Sobre a atuação do SPI, a historiadora cita ainda o Relatório Figueiredo, resultado de uma CPI presidida pelo então procurador Jader Figueiredo Correia durante os anos 1967 e 1968, que relata uma série de assassinatos e torturas praticadas contra os indígenas durante a ditadura militar. A investigação concluiu que servidores do SPI estavam envolvidos. Entre as denúncias, foram citadas caçadas humanas com dinamites atiradas de aviões e inoculações propositais do vírus causador da varíola. Diante disso, o SPI foi extinto e substituído pela Funai.
Rumo à política pública de atenção à saúde dos povos indígenas
Na década de 1950, surge o Serviço de Unidades Sanitárias Aéreas (Susa), uma das primeiras iniciativas voltadas para a saúde indígena de maneira mais estruturada. Criado em 1957, não estava vinculado ao SPI, mas sim ao Serviço Nacional de Tuberculose do Ministério da Saúde. Coordenado pelo médico sanitarista Noel Nutels (1912-1973), tinha como objetivo levar às populações indígena e rural em regiões de difícil acesso ações básicas de saúde, como vacinação, controle de tuberculose e outras doenças transmissíveis e atendimento odontológico. Para isso, contava com a parceria da Força Aérea Brasileira (FAB), que disponibilizava os aviões.
De acordo com Carolina, só no fim dos anos 1970, é que se estruturou análises detidas sobre a saúde dos povos indígenas, a partir de suas especificidades étnicas e culturais. “Aí, sim, lideranças indígenas, antropólogos, estudiosos do tema, sanitaristas e representantes de instituições não governamentais se unem em torno de um novo modelo de saúde indígena, com destaque para centralidade da posse e da gestão das terras, como garantia à sobrevivência e considerando de forma mais enfática a possibilidade de relação entre o conhecimento, as práticas culturais, a sabedoria indígena nos cuidados da saúde e a medicina considerada ocidental”.

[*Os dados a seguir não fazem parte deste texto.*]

fn parse_ipv4(frame: &[u8], info: &mut PacketInfo) {
    let at = info.l3.header;
    if frame.len() < at + IPV4_MIN_HEADER_LEN {
        return;
    }

    let ihl = frame[at] & 0x0f;
    if ihl < 5 {
        return;
    }
    let header_len = usize::from(ihl) * 4;
    if frame.len() < at + header_len {
        return;
    }

    info.ipv4_version = frame[at] >> 4;
    info.ipv4_ihl = ihl;
    info.ipv4_tos = frame[at + 1];
    info.ipv4_dscp = (frame[at + 1] & 0xfc) >> 2;
    info.ipv4_ecn = frame[at + 1] & 0x03;
    info.ipv4_tot_len = be16(frame, at + 2);
    info.ipv4_id = be16(frame, at + 4);
    info.ipv4_frag_off = be16(frame, at + 6);
    info.ipv4_ttl = frame[at + 8];
    info.ipv4_protocol = frame[at + 9];
    info.ipv4_checksum = be16(frame, at + 10);
    info.ipv4_saddr = Ipv4Addr::from(be32(frame, at + 12));
    info.ipv4_daddr = Ipv4Addr::from(be32(frame, at + 16));

    if frame.len() > at + header_len {
        info.l3.payload = at + header_len;
        info.l3.payload_length = frame.len() - (at + header_len);
    }
    info.format |= Format::NW_IPV4;
}

fn parse_ipv6(frame: &[u8], info: &mut PacketInfo) {
    let at = info.l3.header;
    if frame.len() < at + IPV6_HEADER_LEN {
        return;
    }

    let hdrctl = be32(frame, at);
    info.ipv6_version = (hdrctl >> 28) as u8;
    info.ipv6_tc = ((hdrctl >> 20) & 0xff) as u8;
    info.ipv6_dscp = (info.ipv6_tc & 0xfc) >> 2;
    info.ipv6_ecn = info.ipv6_tc & 0x03;
    info.ipv6_flowlabel = hdrctl & 0x000f_ffff;
    info.ipv6_plen = be16(frame, at + 4);
    info.ipv6_nexthdr = frame[at + 6];
    info.ipv6_hoplimit = frame[at + 7];
    info.ipv6_saddr = v6(frame, at + 8);
    info.ipv6_daddr = v6(frame, at + 24);

    // extension walk: accumulate the OFPIEH bitmap until a terminal or
    // unrecognised next-header
    let mut nexthdr = info.ipv6_nexthdr;
    info.ipv6_protocol = nexthdr;
    let mut ext = at + IPV6_HEADER_LEN;
    loop {
        match nexthdr {
            ipv6_nexthdr::HOPOPT => info.ipv6_exthdr |= ipv6_exthdr_bits::HOP,
            ipv6_nexthdr::OPTS => info.ipv6_exthdr |= ipv6_exthdr_bits::DEST,
            ipv6_nexthdr::ROUTE => info.ipv6_exthdr |= ipv6_exthdr_bits::ROUTER,
            ipv6_nexthdr::FRAG => info.ipv6_exthdr |= ipv6_exthdr_bits::FRAG,
            ipv6_nexthdr::AH => info.ipv6_exthdr |= ipv6_exthdr_bits::AUTH,
            ipv6_nexthdr::ESP => {
                info.ipv6_exthdr |= ipv6_exthdr_bits::ESP;
                info.ipv6_protocol = nexthdr;
                break;
            }
            ipv6_nexthdr::NONEXT => {
                info.ipv6_exthdr |= ipv6_exthdr_bits::NONEXT;
                info.ipv6_protocol = nexthdr;
                break;
            }
            _ => {
                info.ipv6_protocol = nexthdr;
                break;
            }
        }

        if frame.len() < ext + 2 {
            debug!("truncated ipv6 extension chain");
            break;
        }
        let ext_len = usize::from(frame[ext + 1]);
        let advance = match nexthdr {
            ipv6_nexthdr::FRAG => 8,
            ipv6_nexthdr::AH => (ext_len + 2) * 4,
            _ => (ext_len + 1) * 8,
        };
        nexthdr = frame[ext];
        ext += advance;
        if ext > frame.len() {
            debug!("ipv6 extension header runs past the frame");
            ext = frame.len();
            info.ipv6_protocol = nexthdr;
            break;
        }
    }

    if frame.len() > ext {
        info.l3.payload = ext;
        info.l3.payload_length = frame.len() - ext;
    }
    info.format |= Format::NW_IPV6;
}

fn parse_lldp(frame: &[u8], info: &mut PacketInfo) {
    let at = info.l3.header;
    if frame.len() > at {
        info.l3.payload = at;
        info.l3.payload_length = frame.len() - at;
    }
    info.format |= Format::NW_LLDP;
}

fn parse_mpls(frame: &[u8], info: &mut PacketInfo) {
    let at = info.l2.payload;
    if info.l2.payload_length < MPLS_HEADER_LEN {
        debug!("incomplete mpls header");
        return;
    }

    // only the outermost label is decoded
    let word = be32(frame, at);
    info.mpls_label = (word & 0xffff_f000) >> 12;
    info.mpls_tc = ((word & 0x0000_0e00) >> 9) as u8;
    info.mpls_bos = ((word & 0x0000_0100) >> 8) as u8;
    info.format |= Format::MPLS;
    info.l2_mpls_header = Some(at);
}

fn parse_pbb(frame: &[u8], info: &mut PacketInfo) {
    let at = info.l2.payload;
    if info.l2.payload_length < PBB_HEADER_LEN {
        debug!("incomplete pbb header");
        return;
    }

    info.pbb_isid = be32(frame, at) & 0x00ff_ffff;
    info.l2_pbb_header = Some(at);
    info.format |= Format::PBB;
}

fn parse_icmp(frame: &[u8], info: &mut PacketInfo) {
    let at = info.l4.header;
    if frame.len() < at + ICMPV4_HEADER_LEN {
        return;
    }

    info.icmpv4_type = frame[at];
    info.icmpv4_code = frame[at + 1];
    info.icmpv4_checksum = be16(frame, at + 2);
    match info.icmpv4_type {
        // echo reply / echo request
        0 | 8 => {
            info.icmpv4_id = be16(frame, at + 4);
            info.icmpv4_seq = be16(frame, at + 6);
        }
        // redirect
        5 => info.icmpv4_gateway = Ipv4Addr::from(be32(frame, at + 4)),
        _ => {}
    }

    if frame.len() > at + ICMPV4_HEADER_LEN {
        info.l4.payload = at + ICMPV4_HEADER_LEN;
        info.l4.payload_length = frame.len() - (at + ICMPV4_HEADER_LEN);
    }
    info.format |= Format::NW_ICMPV4;
}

Apesar da negligência e da conivência históricas, o Estado brasileiro, diante da mobilização constante das lideranças indígenas, da academia e da sociedade civil, sobretudo, a partir dos anos de 1970, têm atuado na construção de políticas públicas de saúde para os povos indígenas, considera a historiadora. Ela cita, entre as ações realizadas, a criação das Equipes Volantes, da Funai, que replicavam o instrumental do Susa ao contar com a ajuda de aviões da FAB para realizar atendimentos nas aldeias; a realização da 1ª Conferência Nacional de Saúde dos Povos Indígenas, em 1986, em articulação com o Movimento da Reforma Sanitária; a lei Arouca, idealizada pelo sanitarista e então deputado federal Sérgio Arouca, que cria o Subsistema de Atenção à Saúde Indígena, vinculado ao SUS; a Política Nacional de Atenção à Saúde do Povos Indígenas, aprovada em 2002; e criação, em 2010, da Secretaria Especial de Saúde Indígena (Sesai).
“Precisamos estar sempre vigilantes, a fim de que tais conquistas não sejam perdidas. Hoje temos um retrato triste e violento entre os Yanomami em decorrência do avanço brutal do garimpo em Terras Indígenas, associado à omissão e/ou à falta de controle do Estado brasileiro”, ressalta Carolina. Segundo ela, o momento que o país vive atualmente é “ímpar” na história da saúde indígena no Brasil, em razão, por exemplo, da criação do Ministério dos Povos Indígenas e da escolha de uma liderança indígena, Sonia Guajajara, na condução do órgão, que tem entre suas atribuições a garantia de acesso à saúde e educação e à demarcação das terras indígenas, além da escolha do, também indígena, Weibe Tapeba, o primeiro a assumir a Sesai.